Examining the difference between misinformation and disinformation, she highlighted the deliberate intent of the purveyor.
“The automation in disinformation in Nigeria is huge with 19.5 per cent. And the tools used include Nairaland, Facebook, Twitter, WhatsApp and the recent one is Opera News.” She said.
However, in providing a lasting solution against the menace, Hassan advised the use of audio, picture, video to spread factual information. Beyond these, she also identified the adoption of local languages.
“There is a need to construct an informal structure that would resonate with the people.”

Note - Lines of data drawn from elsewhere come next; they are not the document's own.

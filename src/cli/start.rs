use crate::cli::{actions::Action, commands, dispatch, telemetry};
use anyhow::Result;

/// Map verbosity count to tracing level
const fn get_verbosity_level(verbosity: u8) -> tracing::Level {
    match verbosity {
        0 => tracing::Level::ERROR,
        1 => tracing::Level::WARN,
        2 => tracing::Level::INFO,
        3 => tracing::Level::DEBUG,
        _ => tracing::Level::TRACE,
    }
}

/// Start the CLI
///
/// # Errors
///
/// Returns an error if telemetry initialization or action dispatch fails
pub fn start() -> Result<Action> {
    let matches = commands::new().get_matches();

    let verbosity_level = get_verbosity_level(
        matches
            .get_one::<u8>(commands::logging::ARG_VERBOSITY)
            .copied()
            .unwrap_or(0),
    );

    telemetry::init(verbosity_level)?;

    let action = dispatch::handler(&matches)?;

    Ok(action)
}
//! Map validated CLI arguments to the action the binary executes.

use crate::cli::actions::{server::Args, Action};
use anyhow::{Context, Result};
use secrecy::SecretString;

/// Map validated CLI matches to a server action.
///
/// # Errors
/// Returns an error if required arguments are missing.
pub fn handler(matches: &clap::ArgMatches) -> Result<Action> {
    let port = matches.get_one::<u16>("port").copied().unwrap_or(8080);
    let dsn = matches
        .get_one::<String>("dsn")
        .cloned()
        .context("missing required argument: --dsn")?;
    let frontend_origin = matches.get_one::<String>("frontend-origin").cloned();

    Ok(Action::Server(Args {
        port,
        dsn: SecretString::from(dsn),
        frontend_origin,
    }))
}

The founder of BudgIT, Seun Onigbinde, was the last panellist. In his topic titled, Digital Advocacy and Public Enlightenment on Social Media, he also described fake news as an extension of malicious reporting.
In the process, he explained the dynamism and how people react to information on each of the social media platforms, such as Twitter, Facebook, LinkedIn, WhatsApp.
Describing the distinctiveness as ‘spirit of the medium’, he advised media firms to shut down trolls.
In addition, Onigbinde urged the tech giants to design special algorithms that could discourage fake news, as well as spotting and delegitimising its purveyors.
He said there is a need for more advocacy for the tech giants to play an important role in addressing fake news.